Optimal Indicator-Variable Approach for Trajectory Synchronization in Uneven-Length Multiphase Batch Processes

Partial least-squares regression models assessing the end-point product quality in batch processes require that all of the measured variable trajectories across the historical batches have the same length. Most of the conventional and advanced methodologies for batch synchronization need some prior knowledge about the process to carry out one or more of the following activities: partitioning of the batches into phases, selection of an appropriate indicator variable that is then used to synchronize the batches, or selection of a reference batch to which all other batches are matched. We present an optimal indicator-variable approach for phase partitioning and trajectory synchronization in uneven-length multiphase batch processes.

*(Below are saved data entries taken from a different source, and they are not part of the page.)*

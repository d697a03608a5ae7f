//! Normalized measurements produced by handlers.

use std::hash::{Hash, Hasher};

use crate::core::types::{Element, MeasurementValue, TimeRange};

/// A measurement formed from one or more processed elements.
///
/// Equality and hashing ignore `values`: payloads (point clouds, images,
/// sample arrays) are not guaranteed comparable. Identity is defined by
/// the time range, the producing handler, the source elements and the
/// noise covariance. Immutable once constructed; shared through
/// `Arc<Measurement>` between storage, states and edges.
#[derive(Debug, Clone)]
pub struct Measurement {
    time_range: TimeRange,
    values: MeasurementValue,
    handler: String,
    elements: Vec<Element>,
    noise_covariance: Vec<f64>,
}

impl Measurement {
    pub fn new(
        time_range: TimeRange,
        values: MeasurementValue,
        handler: impl Into<String>,
        elements: Vec<Element>,
        noise_covariance: Vec<f64>,
    ) -> Self {
        Self {
            time_range,
            values,
            handler: handler.into(),
            elements,
            noise_covariance,
        }
    }

    #[inline]
    pub fn time_range(&self) -> TimeRange {
        self.time_range
    }

    #[inline]
    pub fn values(&self) -> &MeasurementValue {
        &self.values
    }

    /// Name of the handler that produced this measurement.
    #[inline]
    pub fn handler(&self) -> &str {
        &self.handler
    }

    /// Source elements, in acquisition order.
    #[inline]
    pub fn elements(&self) -> &[Element] {
        &self.elements
    }

    #[inline]
    pub fn noise_covariance(&self) -> &[f64] {
        &self.noise_covariance
    }
}

impl PartialEq for Measurement {
    fn eq(&self, other: &Self) -> bool {
        self.time_range == other.time_range
            && self.handler == other.handler
            && self.elements == other.elements
            && self.noise_covariance.len() == other.noise_covariance.len()
            && self
                .noise_covariance
                .iter()
                .zip(&other.noise_covariance)
                .all(|(a, b)| a.to_bits() == b.to_bits())
    }
}

impl Eq for Measurement {}

impl Hash for Measurement {
    fn hash<H: Hasher>(&self, state: &mut H) {
        self.time_range.hash(state);
        self.handler.hash(state);
        self.elements.hash(state);
        for value in &self.noise_covariance {
            value.to_bits().hash(state);
        }
    }
}
//! Unary position edges from GNSS fixes.

use std::sync::Arc;

use crate::backend::{Factor, NoiseModel};
use crate::core::error::{Error, Result};
use crate::core::types::MeasurementValue;
use crate::engine::graph::{Edge, EdgeTopology, Graph, VertexKind};
use crate::frontend::Measurement;

use super::{expect_vertex_kind, EdgeFactory, VertexBatch};

/// Creates one unary edge per position fix on the batched pose vertex.
/// Sharing that pose with odometry edges at the same keyframe is what the
/// merger's temporal association provides.
pub struct GnssPositionFactory {
    name: String,
    time_margin: i64,
    kinds: [VertexKind; 1],
}

impl GnssPositionFactory {
    pub fn new(name: impl Into<String>, time_margin: i64) -> Self {
        Self {
            name: name.into(),
            time_margin,
            kinds: [VertexKind::Pose],
        }
    }
}

impl EdgeFactory for GnssPositionFactory {
    fn name(&self) -> &str {
        &self.name
    }

    fn vertex_kinds(&self) -> &[VertexKind] {
        &self.kinds
    }

    fn time_margin(&self) -> i64 {
        self.time_margin
    }

    fn noise_model(&self, covariance: &[f64]) -> Result<NoiseModel> {
        if covariance.len() != 3 {
            return Err(Error::InvalidArgument(format!(
                "gnss position expects 3 noise variances, got {}",
                covariance.len()
            )));
        }
        NoiseModel::diagonal_variances(covariance)
    }

    fn create(
        &self,
        graph: &mut Graph,
        vertices: &VertexBatch,
        measurements: &[Arc<Measurement>],
    ) -> Result<Vec<Edge>> {
        let pose = vertices.get(VertexKind::Pose)?;
        expect_vertex_kind(graph, pose, VertexKind::Pose)?;

        let mut edges = Vec::with_capacity(measurements.len());
        for measurement in measurements {
            let position = match measurement.values() {
                MeasurementValue::Position(position) => *position,
                other => {
                    return Err(Error::TypeMismatch(format!(
                        "factory '{}' expects position measurements, got {}",
                        self.name,
                        other.label()
                    )))
                }
            };

            let noise = self.noise_model(measurement.noise_covariance())?;
            let factor = Factor::gnss_position(pose, position, noise.clone());
            edges.push(Edge::new(
                EdgeTopology::Unary { vertex: pose },
                vec![Arc::clone(measurement)],
                factor,
                noise,
            ));
        }
        Ok(edges)
    }
}
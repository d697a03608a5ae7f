//! Unary pose priors, used to anchor a fresh graph.

use std::sync::Arc;

use crate::backend::{Factor, NoiseModel};
use crate::core::error::{Error, Result};
use crate::core::types::MeasurementValue;
use crate::engine::graph::{Edge, EdgeTopology, Graph, VertexKind};
use crate::frontend::Measurement;

use super::{expect_vertex_kind, EdgeFactory, VertexBatch};

/// Creates one prior edge per prior-pose measurement.
pub struct PriorPoseFactory {
    name: String,
    time_margin: i64,
    kinds: [VertexKind; 1],
}

impl PriorPoseFactory {
    pub fn new(name: impl Into<String>, time_margin: i64) -> Self {
        Self {
            name: name.into(),
            time_margin,
            kinds: [VertexKind::Pose],
        }
    }
}

impl EdgeFactory for PriorPoseFactory {
    fn name(&self) -> &str {
        &self.name
    }

    fn vertex_kinds(&self) -> &[VertexKind] {
        &self.kinds
    }

    fn time_margin(&self) -> i64 {
        self.time_margin
    }

    fn noise_model(&self, covariance: &[f64]) -> Result<NoiseModel> {
        if covariance.len() != 6 {
            return Err(Error::InvalidArgument(format!(
                "pose prior expects 6 noise sigmas, got {}",
                covariance.len()
            )));
        }
        NoiseModel::diagonal_sigmas(covariance)
    }

    fn create(
        &self,
        graph: &mut Graph,
        vertices: &VertexBatch,
        measurements: &[Arc<Measurement>],
    ) -> Result<Vec<Edge>> {
        let pose = vertices.get(VertexKind::Pose)?;
        expect_vertex_kind(graph, pose, VertexKind::Pose)?;

        let mut edges = Vec::with_capacity(measurements.len());
        for measurement in measurements {
            let prior = match measurement.values() {
                MeasurementValue::PriorPose(prior) => *prior,
                other => {
                    return Err(Error::TypeMismatch(format!(
                        "factory '{}' expects prior_pose measurements, got {}",
                        self.name,
                        other.label()
                    )))
                }
            };

            let noise = self.noise_model(measurement.noise_covariance())?;
            let factor = Factor::prior_pose(pose, prior, noise.clone());
            edges.push(Edge::new(
                EdgeTopology::Unary { vertex: pose },
                vec![Arc::clone(measurement)],
                factor,
                noise,
            ));
        }
        Ok(edges)
    }
}
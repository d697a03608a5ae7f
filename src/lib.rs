//! SetuSLAM - Measurement-to-graph assembly for sensor-fusion state estimation
//!
//! # Architecture
//!
//! The crate is organized into 5 logical layers:
//!
//! ```text
//! ┌─────────────────────────────────────────────────────┐
//! │                      io/                            │  ← Element source seam
//! │              (batch, sequence source)               │
//! └─────────────────────────────────────────────────────┘
//!                          │
//! ┌─────────────────────────────────────────────────────┐
//! │                    engine/                          │  ← Graph + merge
//! │        (graph, merger, edge factories, builder)     │
//! └─────────────────────────────────────────────────────┘
//!                          │
//! ┌─────────────────────────────────────────────────────┐
//! │                   frontend/                         │  ← Candidate formation
//! │   (measurements, storage, distributor, analyzers)   │
//! └─────────────────────────────────────────────────────┘
//!                          │
//! ┌─────────────────────────────────────────────────────┐
//! │                   sensors/                          │  ← Handlers
//! │              (imu, odometry, gnss)                  │
//! └─────────────────────────────────────────────────────┘
//!                          │
//! ┌─────────────────────────────────────────────────────┐
//! │                     core/                           │  ← Foundation
//! │             (types, errors, collections)            │
//! └─────────────────────────────────────────────────────┘
//! ```
//!
//! # Data flow
//!
//! Raw element → `ElementDistributor` → `Handler::process` → `Measurement`
//! → `MeasurementStorage` → `StateAnalyzer::evaluate` → `State` →
//! `GraphCandidate` → `GraphMerger::merge` → `Graph::add_edge` →
//! (external optimizer) → `Graph::update`.
//!
//! The pipeline is single-threaded and synchronous: each element is fully
//! distributed, analyzed and, when a candidate becomes ready, merged
//! before the next element is touched. Elements must arrive in
//! non-decreasing timestamp order; that ordering is the external source's
//! contract, not enforced here.
//!
//! The `backend` module is the adapter to the external nonlinear
//! optimization engine: factors and noise models are opaque tokens the
//! core passes through unchanged.

// ============================================================================
// Layer 1: Core foundation (no internal deps)
// ============================================================================
pub mod core;

// ============================================================================
// Layer 2: Sensor handlers (depends on core, frontend measurement type)
// ============================================================================
pub mod sensors;

// ============================================================================
// Layer 3: Frontend (measurements, storage, candidate formation)
// ============================================================================
pub mod frontend;

// ============================================================================
// Layer 4: Graph engine and backend adapter
// ============================================================================
pub mod backend;
pub mod engine;

// ============================================================================
// Layer 5: I/O seam and configuration
// ============================================================================
pub mod config;
pub mod io;

// ============================================================================
// Convenience re-exports (flat namespace for common use)
// ============================================================================

// Core types
pub use crate::core::error::{Error, Result};
pub use crate::core::ordered_set::OrderedSet;
pub use crate::core::types::{
    Element, ImuSample, MeasurementValue, Sensor, SensorKind, SourceLocation, TimeRange,
    NANOSECONDS_PER_SECOND,
};

// Sensors
pub use crate::sensors::{
    GnssHandler, GnssHandlerConfig, Handler, HandlerRegistry, ImuHandler, ImuHandlerConfig,
    PoseOdometryHandler, PoseOdometryHandlerConfig,
};

// Frontend
pub use crate::frontend::{
    AnalyzerRegistry, CandidateAnalyzer, CandidateFactory, ElementDistributor, GraphCandidate,
    HandlerGroupAnalyzer, IntegrationWindowAnalyzer, Measurement, MeasurementStorage,
    SingleShotAnalyzer, SingleStateAnalyzer, State, StateAnalyzer,
};

// Engine
pub use crate::engine::graph::{
    Edge, EdgeStorage, EdgeTopology, Graph, IndexStorage, Vertex, VertexKind, VertexStorage,
    VertexValue,
};
pub use crate::engine::merger::factories::{
    EdgeFactory, EdgeFactoryRegistry, GnssPositionFactory, ImuOdometryFactory,
    PoseOdometryFactory, PriorPoseFactory, VertexBatch,
};
pub use crate::engine::{GraphBuilder, GraphInitializer, GraphMerger, PriorPoseSpec};

// Backend adapter
pub use crate::backend::{Factor, FactorCollection, ImuPreintegration, NoiseModel, Values};

// I/O
pub use crate::io::{fill_batch, DataBatch, ElementSource, SequenceSource};

// Configuration
pub use crate::config::{build_pipeline, from_toml_str, PipelineConfig};
//! Seam to the external data source.
//!
//! The source yields elements in non-decreasing timestamp order; the core
//! never seeks or reorders the stream. `DataBatch` is the FIFO the
//! builder drains; `ElementSource` abstracts where elements come from.

use std::collections::VecDeque;

use crate::core::error::Result;
use crate::core::types::Element;

/// A FIFO of elements awaiting distribution.
#[derive(Debug, Default)]
pub struct DataBatch {
    elements: VecDeque<Element>,
}

impl DataBatch {
    pub fn new() -> Self {
        Self::default()
    }

    pub fn push(&mut self, element: Element) {
        self.elements.push_back(element);
    }

    /// Oldest element without removing it.
    pub fn first(&self) -> Option<&Element> {
        self.elements.front()
    }

    pub fn remove_first(&mut self) -> Option<Element> {
        self.elements.pop_front()
    }

    pub fn is_empty(&self) -> bool {
        self.elements.is_empty()
    }

    pub fn len(&self) -> usize {
        self.elements.len()
    }

    pub fn clear(&mut self) {
        self.elements.clear();
    }
}

impl FromIterator<Element> for DataBatch {
    fn from_iter<I: IntoIterator<Item = Element>>(iter: I) -> Self {
        Self {
            elements: iter.into_iter().collect(),
        }
    }
}

/// "Has more / next element" semantics of the external reader.
pub trait ElementSource {
    /// Next element of the stream, `None` at end of stream.
    fn next_element(&mut self) -> Result<Option<Element>>;
}

/// In-memory source over a pre-built element sequence; test and demo use.
#[derive(Debug, Default)]
pub struct SequenceSource {
    elements: VecDeque<Element>,
}

impl SequenceSource {
    pub fn new(elements: impl IntoIterator<Item = Element>) -> Self {
        Self {
            elements: elements.into_iter().collect(),
        }
    }
}

impl ElementSource for SequenceSource {
    fn next_element(&mut self) -> Result<Option<Element>> {
        Ok(self.elements.pop_front())
    }
}

/// Drain a source into a batch.
pub fn fill_batch(source: &mut dyn ElementSource, batch: &mut DataBatch) -> Result<usize> {
    let mut count = 0;
    while let Some(element) = source.next_element()? {
        batch.push(element);
        count += 1;
    }
    Ok(count)
}

#[cfg(test)]
mod tests {
    use super::*;
    use crate::core::types::{Sensor, SensorKind, SourceLocation};

    fn element(timestamp: i64) -> Element {
        Element::new(
            timestamp,
            Sensor::new("imu0", SensorKind::Imu),
            vec![0.0; 6],
            SourceLocation::new("imu.csv", timestamp as u64),
        )
    }

    #[test]
    fn test_batch_is_fifo() {
        let mut batch = DataBatch::new();
        batch.push(element(1));
        batch.push(element(2));

        assert_eq!(batch.first().unwrap().timestamp, 1);
        assert_eq!(batch.remove_first().unwrap().timestamp, 1);
        assert_eq!(batch.remove_first().unwrap().timestamp, 2);
        assert!(batch.is_empty());
    }

    #[test]
    fn test_fill_batch_drains_source() {
        let mut source = SequenceSource::new([element(1), element(2), element(3)]);
        let mut batch = DataBatch::new();

        let count = fill_batch(&mut source, &mut batch).unwrap();
        assert_eq!(count, 3);
        assert_eq!(batch.len(), 3);
        assert!(source.next_element().unwrap().is_none());
    }
}
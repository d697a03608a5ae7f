//! Graph engine: the graph itself, the merger and the orchestration loop.

pub mod builder;
pub mod graph;
pub mod initializer;
pub mod merger;

pub use builder::GraphBuilder;
pub use graph::{Edge, EdgeTopology, Graph, IndexStorage, Vertex, VertexKind, VertexValue};
pub use initializer::{GraphInitializer, PriorPoseSpec};
pub use merger::GraphMerger;
//! Pairwise point-cloud odometry handler.
//!
//! Wraps an external scan-registration stage: each lidar element's payload
//! carries the registered relative transform to the previous scan as
//! `[tx, ty, tz, roll, pitch, yaw]`. The handler keeps a sliding window of
//! the last two elements and emits a measurement spanning both timestamps.
//! The very first element of the stream produces nothing.

use nalgebra::{Isometry3, Translation3, UnitQuaternion};
use serde::Deserialize;

use crate::core::error::{Error, Result};
use crate::core::types::{Element, MeasurementValue, SensorKind, TimeRange};
use crate::frontend::Measurement;

use super::{expect_sensor_kind, Handler};

/// Fixed odometry noise, diagonal sigmas `[x, y, z, roll, pitch, yaw]`.
#[derive(Debug, Clone, Deserialize)]
#[serde(default)]
pub struct PoseOdometryHandlerConfig {
    pub translation_sigma: f64,
    pub rotation_sigma: f64,
}

impl Default for PoseOdometryHandlerConfig {
    fn default() -> Self {
        Self {
            translation_sigma: 0.05,
            rotation_sigma: 0.01,
        }
    }
}

/// Stateful handler producing relative-pose measurements from consecutive
/// registered scans.
pub struct PoseOdometryHandler {
    name: String,
    config: PoseOdometryHandlerConfig,
    previous: Option<Element>,
}

impl PoseOdometryHandler {
    pub fn new(name: impl Into<String>, config: PoseOdometryHandlerConfig) -> Self {
        Self {
            name: name.into(),
            config,
            previous: None,
        }
    }

    fn transform_from_payload(&self, element: &Element) -> Result<Isometry3<f64>> {
        if element.payload.len() < 6 {
            return Err(Error::InvalidArgument(format!(
                "odometry element at {} has {} payload values, expected 6",
                element.timestamp,
                element.payload.len()
            )));
        }
        let translation =
            Translation3::new(element.payload[0], element.payload[1], element.payload[2]);
        let rotation = UnitQuaternion::from_euler_angles(
            element.payload[3],
            element.payload[4],
            element.payload[5],
        );
        Ok(Isometry3::from_parts(translation, rotation))
    }

    fn covariance(&self) -> Vec<f64> {
        let t = self.config.translation_sigma;
        let r = self.config.rotation_sigma;
        vec![t, t, t, r, r, r]
    }
}

impl Handler for PoseOdometryHandler {
    fn name(&self) -> &str {
        &self.name
    }

    fn process(&mut self, element: &Element) -> Result<Option<Measurement>> {
        expect_sensor_kind(element, SensorKind::Lidar, &self.name)?;

        let previous = match self.previous.replace(element.clone()) {
            Some(previous) => previous,
            // First scan of the stream: nothing to register against.
            None => return Ok(None),
        };

        let delta = self.transform_from_payload(element)?;
        let time_range = TimeRange::new(previous.timestamp, element.timestamp)?;

        let measurement = Measurement::new(
            time_range,
            MeasurementValue::RelativePose(delta),
            self.name.clone(),
            vec![previous, element.clone()],
            self.covariance(),
        );
        Ok(Some(measurement))
    }
}

#[cfg(test)]
mod tests {
    use super::*;
    use crate::core::types::{Sensor, SourceLocation};

    fn scan_element(timestamp: i64, position: u64) -> Element {
        Element::new(
            timestamp,
            Sensor::new("velodyne", SensorKind::Lidar),
            vec![1.0, 0.0, 0.0, 0.0, 0.0, 0.0],
            SourceLocation::new("lidar.bin", position),
        )
    }

    #[test]
    fn test_first_element_yields_nothing() {
        let mut handler =
            PoseOdometryHandler::new("scan_matcher", PoseOdometryHandlerConfig::default());
        assert!(handler.process(&scan_element(10, 0)).unwrap().is_none());
    }

    #[test]
    fn test_second_element_spans_both_timestamps() {
        let mut handler =
            PoseOdometryHandler::new("scan_matcher", PoseOdometryHandlerConfig::default());
        handler.process(&scan_element(10, 0)).unwrap();
        let measurement = handler.process(&scan_element(20, 1)).unwrap().unwrap();

        assert_eq!(measurement.time_range(), TimeRange::new(10, 20).unwrap());
        assert_eq!(measurement.elements().len(), 2);
        match measurement.values() {
            MeasurementValue::RelativePose(delta) => {
                assert_eq!(delta.translation.x, 1.0);
            }
            other => panic!("unexpected payload: {:?}", other),
        }
    }

    #[test]
    fn test_window_slides_forward() {
        let mut handler =
            PoseOdometryHandler::new("scan_matcher", PoseOdometryHandlerConfig::default());
        handler.process(&scan_element(10, 0)).unwrap();
        handler.process(&scan_element(20, 1)).unwrap();
        let third = handler.process(&scan_element(30, 2)).unwrap().unwrap();

        assert_eq!(third.time_range(), TimeRange::new(20, 30).unwrap());
    }
}
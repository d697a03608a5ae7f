//! Merges candidate states into the main graph.

pub mod factories;

use std::collections::HashMap;
use std::sync::Arc;

use log::{debug, info};

use crate::core::error::{Error, Result};
use crate::engine::graph::Graph;
use crate::frontend::{Measurement, State};

use factories::{EdgeFactoryRegistry, VertexBatch};

/// Turns one candidate state into concrete graph mutations.
///
/// For each handler present in the state, the registered edge factory's
/// vertex kinds are resolved once by temporal association (so every edge
/// of that factory shares the same vertex instances), then the factory
/// builds its edges and the whole batch is committed to the graph.
pub struct GraphMerger {
    factories: EdgeFactoryRegistry,
    /// handler name -> edge factory name.
    table: HashMap<String, String>,
}

impl GraphMerger {
    /// Build a merger over the registry and wiring table. Every factory
    /// name in the table must be registered.
    pub fn new(factories: EdgeFactoryRegistry, table: HashMap<String, String>) -> Result<Self> {
        for (handler, factory) in &table {
            if !factories.contains(factory) {
                return Err(Error::not_found(format!(
                    "edge factory '{}' wired to handler '{}'",
                    factory, handler
                )));
            }
        }
        Ok(Self { factories, table })
    }

    /// Merge one state into the graph.
    ///
    /// Returns the measurements consumed by the created edges so the
    /// caller can release them from the measurement storage. A handler
    /// without a registered factory is a configuration error and fails
    /// the merge immediately.
    pub fn merge(&self, state: &State, graph: &mut Graph) -> Result<Vec<Arc<Measurement>>> {
        let timestamp = state.timestamp()?;
        let mut edges = Vec::new();
        let mut consumed = Vec::new();

        for (handler, measurements) in state.data() {
            let factory_name = self.table.get(handler).ok_or_else(|| {
                Error::not_found(format!(
                    "edge factory wired to handler '{}' in state",
                    handler
                ))
            })?;
            let factory = self.factories.get(factory_name)?;

            let mut batch = VertexBatch::new();
            for &kind in factory.vertex_kinds() {
                let index = graph.vertex_storage_mut().get_or_create(
                    kind,
                    timestamp,
                    factory.time_margin(),
                );
                batch.insert(kind, index);
            }

            let new_edges = factory.create(graph, &batch, measurements)?;
            debug!(
                "factory '{}' built {} edge(s) for handler '{}'",
                factory_name,
                new_edges.len(),
                handler
            );
            edges.extend(new_edges);
            consumed.extend(measurements.iter().cloned());
        }

        let num_edges = edges.len();
        graph.add_edges(edges)?;
        info!(
            "merged state at {} into graph: {} edge(s), {} vertices total",
            timestamp,
            num_edges,
            graph.num_vertices()
        );
        Ok(consumed)
    }

    /// handler-name -> factory-name wiring.
    pub fn table(&self) -> &HashMap<String, String> {
        &self.table
    }
}

#[cfg(test)]
mod tests {
    use super::*;
    use crate::core::types::{MeasurementValue, TimeRange};
    use crate::engine::merger::factories::{GnssPositionFactory, PoseOdometryFactory};
    use nalgebra::{Isometry3, Vector3};

    fn merger() -> GraphMerger {
        let mut registry = EdgeFactoryRegistry::new();
        registry
            .register(Box::new(PoseOdometryFactory::new("lidar_odometry", 2)))
            .unwrap();
        registry
            .register(Box::new(GnssPositionFactory::new("gnss_position", 5)))
            .unwrap();
        let mut table = HashMap::new();
        table.insert("scan_matcher".to_string(), "lidar_odometry".to_string());
        table.insert("gnss_preprocessor".to_string(), "gnss_position".to_string());
        GraphMerger::new(registry, table).unwrap()
    }

    fn odometry_state(start: i64, stop: i64) -> State {
        let mut state = State::new();
        state.add(Arc::new(Measurement::new(
            TimeRange::new(start, stop).unwrap(),
            MeasurementValue::RelativePose(Isometry3::identity()),
            "scan_matcher",
            Vec::new(),
            vec![0.05; 6],
        )));
        state
    }

    #[test]
    fn test_sequential_merges_share_the_middle_vertex() {
        let merger = merger();
        let mut graph = Graph::new();

        merger.merge(&odometry_state(10, 20), &mut graph).unwrap();
        assert_eq!(graph.num_vertices(), 2);
        assert_eq!(graph.num_edges(), 1);

        merger.merge(&odometry_state(20, 30), &mut graph).unwrap();
        // The t=20 vertex is reused: 3 vertices, not 4.
        assert_eq!(graph.num_vertices(), 3);
        assert_eq!(graph.num_edges(), 2);
    }

    #[test]
    fn test_unwired_handler_fails_fast() {
        let merger = merger();
        let mut graph = Graph::new();

        let mut state = State::new();
        state.add(Arc::new(Measurement::new(
            TimeRange::instant(5),
            MeasurementValue::Position(Vector3::zeros()),
            "mystery_handler",
            Vec::new(),
            vec![0.1; 3],
        )));

        let err = merger.merge(&state, &mut graph).unwrap_err();
        assert!(matches!(err, Error::NotFound(_)));
        assert_eq!(graph.num_edges(), 0);
    }

    #[test]
    fn test_odometry_and_gnss_share_the_keyframe_pose() {
        let merger = merger();
        let mut graph = Graph::new();

        let mut state = odometry_state(10, 20);
        state.add(Arc::new(Measurement::new(
            TimeRange::instant(21),
            MeasurementValue::Position(Vector3::new(1.0, 0.0, 0.0)),
            "gnss_preprocessor",
            Vec::new(),
            vec![0.1; 3],
        )));

        merger.merge(&state, &mut graph).unwrap();

        // One shared keyframe pose + the odometry window-start pose.
        assert_eq!(graph.num_vertices(), 2);
        assert_eq!(graph.num_edges(), 2);
    }
}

The main advantages are that partitioning into phases and selection of the most appropriate indicator variable within each phase are performed automatically rather than manually and are carried out simultaneously rather than disjointly based on a surrogate optimization framework that maximizes the performance of the product quality assessment model under development. Therefore, differently from conventional and advanced synchronization methodologies currently available, the proposed method is completely process-agnostic, which enhances applicability to complex batch processes. Also, in terms of computational times, it scales favorably with the calibration data set size. An industrial fed-batch process for the manufacturing of a specialty chemical and a simulated fed-batch process for the manufacturing of penicillin are used as test beds and demonstrate that the new indicator-variable approach has a superior performance than models built using other synchronization strategies.